This is a taste thing for sure, but I personally really like it. I like how un-fancy it's trying to be. It's just a big black box, with shit loads of vents to keep it nice and cool so it works speedily, quietly and doesn't red ring. There are no frills about it, and I quite like that. In its own way, it's actually quite a daring bit of design, to have it look as nondescript as possible, and I think it'll look quite dashing underneath my TV.


It's so slick and clean, I really like it!


“I'm not buying one, I'm going to get a PS4 now!”

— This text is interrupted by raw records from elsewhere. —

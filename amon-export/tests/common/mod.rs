#![allow(dead_code)]

use std::sync::{Arc, Mutex};

use amon_export::{
    assemble::{AssembleOptions, CompanyPrefixes},
    pipeline::{ExportSettings, Exporter, PipelineError},
    schema::PayloadKind,
    sinks::{Submission, Transport},
    sources::{Fixture, FixtureBackOffice, FixtureContract},
    transform::resolve_time_zone,
};
use erp_client::domain::{
    Contract, ContractVersion, MeterLink, MeteringPoint, Partner, PartnerAddress, Profile,
};
use serde_json::Value;
use time::macros::date;

/// Keeps every batch it is handed; optionally refuses one kind.
#[derive(Clone, Default)]
pub struct RecordingTransport {
    batches: Arc<Mutex<Vec<(PayloadKind, Vec<Value>)>>>,
    fail_on: Option<PayloadKind>,
}

impl RecordingTransport {
    pub fn failing_on(kind: PayloadKind) -> Self {
        Self {
            fail_on: Some(kind),
            ..Default::default()
        }
    }

    pub fn batches(&self) -> Vec<(PayloadKind, Vec<Value>)> {
        self.batches.lock().unwrap().clone()
    }

    pub fn kinds(&self) -> Vec<PayloadKind> {
        self.batches().into_iter().map(|(kind, _)| kind).collect()
    }

    pub fn batch(&self, kind: PayloadKind) -> Vec<Value> {
        self.batches()
            .into_iter()
            .find(|(k, _)| *k == kind)
            .map(|(_, payloads)| payloads)
            .unwrap_or_default()
    }
}

#[async_trait::async_trait]
impl Transport for RecordingTransport {
    async fn submit(
        &self,
        kind: PayloadKind,
        payloads: &[Value],
    ) -> Result<Submission, PipelineError> {
        if self.fail_on == Some(kind) {
            return Err(PipelineError::Sink("connection refused".to_string()));
        }
        self.batches.lock().unwrap().push((kind, payloads.to_vec()));
        Ok(Submission {
            status: 200,
            body: format!("{} stored", payloads.len()),
        })
    }
}

pub fn settings(limit: usize) -> ExportSettings {
    ExportSettings {
        limit,
        time_zone: resolve_time_zone("Europe/Madrid").unwrap(),
        company_prefixes: CompanyPrefixes::default(),
        options: AssembleOptions::default(),
    }
}

/// Exporter over `fixture` with the default limit, recording into
/// `transport`.
pub fn exporter(
    fixture: Fixture,
    transport: &RecordingTransport,
) -> Exporter<FixtureBackOffice, RecordingTransport> {
    Exporter::new(FixtureBackOffice::new(fixture), transport.clone(), settings(80))
}

pub fn profile(name: &str, timestamp: &str, magn: &str) -> Profile {
    Profile {
        name: name.to_string(),
        timestamp: timestamp.to_string(),
        ai: 7.0,
        r1: 2.0,
        magn: magn.to_string(),
    }
}

pub const CUPS_A: &str = "ES0031406912345678JN0F";
pub const CUPS_B: &str = "ES0031406987654321QW0F";

fn metering_point(id: i64, name: &str, street: &str) -> MeteringPoint {
    MeteringPoint {
        id,
        name: name.to_string(),
        street_type: Some("Calle".to_string()),
        street_name: Some(street.to_string()),
        number: Some("12".to_string()),
        postal_code: Some("17001".to_string()),
        city: Some("Girona".to_string()),
        country: Some("España".to_string()),
        country_code: Some("ES".to_string()),
        ..Default::default()
    }
}

fn version(id: i64, owner_id: i64, payer_id: i64, cups: &str) -> ContractVersion {
    ContractVersion {
        id,
        name: "1".to_string(),
        owner_id,
        payer_id,
        start: Some(date!(2013 - 01 - 01)),
        end: Some(date!(2014 - 01 - 01)),
        tariff: "2.0A".to_string(),
        power: 4.6,
        activity_code: Some("9820".to_string()),
        cups: cups.to_string(),
    }
}

/// Five profiles, three of which belong to meters with a known metering
/// point (two meters, two metering points, two contracts, one owner).
pub fn snapshot() -> Fixture {
    Fixture {
        profiles: vec![
            profile("ZIV0000012345", "2014-01-15 10:00:00", "1000"),
            profile("ZIV0000099999", "2014-01-15 10:00:00", "1000"),
            profile("ZIV0000022222", "2014-01-15 10:00:00", "1"),
            profile("ZIV0000012345", "2014-01-15 11:00:00", "1000"),
            profile("ZIV0000088888", "2014-01-15 11:00:00", "1000"),
        ],
        meters: vec![
            MeterLink {
                serial: "12345".to_string(),
                metering_point_id: 9,
                cups: CUPS_A.to_string(),
            },
            MeterLink {
                serial: "22222".to_string(),
                metering_point_id: 10,
                cups: CUPS_B.to_string(),
            },
        ],
        metering_points: vec![
            metering_point(9, CUPS_A, "Mayor"),
            metering_point(10, CUPS_B, "Nueva"),
        ],
        contracts: vec![
            FixtureContract {
                contract: Contract {
                    id: 1,
                    name: "0001234".to_string(),
                    active_version_id: Some(100),
                },
                metering_point_id: 9,
            },
            FixtureContract {
                contract: Contract {
                    id: 2,
                    name: "0001235".to_string(),
                    active_version_id: Some(200),
                },
                metering_point_id: 10,
            },
        ],
        contract_versions: vec![version(100, 42, 43, CUPS_A), version(200, 42, 42, CUPS_B)],
        partners: vec![
            Partner {
                id: 42,
                name: "García López, Juan".to_string(),
                vat: Some("ES12345678Z".to_string()),
                address_ids: vec![7],
            },
            Partner {
                id: 43,
                name: "Cooperativa, SCCL".to_string(),
                vat: Some("F17000000".to_string()),
                address_ids: vec![],
            },
        ],
        partner_addresses: vec![PartnerAddress {
            id: 7,
            street: Some("Carrer Major 1".to_string()),
            postal_code: Some("17001".to_string()),
            ..Default::default()
        }],
    }
}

This may be the silliest thing of all the anti-One rhetoric I've seen. Not only do we have very little info to go on about not only the games, but the actual consoles themselves; but also, from those press conferences, the PS4 looks inferior based purely on features. The PS4 allows you to save gameplay videos and send them to friends, as well as integrate with your social networks and allow you to post them to your Facebook wall, but aside from that, there really aren't any new innovations. Sony spent a good quarter of their press conference talking about this feature, do you remember how long Microsoft spent talking about it? Like 4 seconds! The biggest innovation Sony could muster was shrugged off by Microsoft like it was nothing, sandwiched in-between ALL THE OTHER COOL SHIT THEIR CONSOLE CAN DO THAT SONY'S CAN'T. It was pretty apparent in my eyes that feature-wise, Microsoft have absolutely nuked Sony. Almost everything Sony announced, Xbox One will also do... in the background... whilst you're watching the Champion's League final, betting on it in a snap-in window and Skyping with your mate across the world who is also watching it live with you. It's like the Xbox One has a PS4 inside it handling the games stuff, then it also has all this other cool stuff as well if you want to use it. That's my first impression from the 2 press conferences we've already seen. If there's one thing you can take to the bank though, it's that first impressions aren't always correct, and this time 2 weeks from now, I may very well be eating all these typed words, but for now how about we all just agree to stop throwing around baseless hatred, and instead just be excited about the rapidly approaching future of our mutual, beloved hobby. Gaming. These are exciting times, my friends. Very exciting times.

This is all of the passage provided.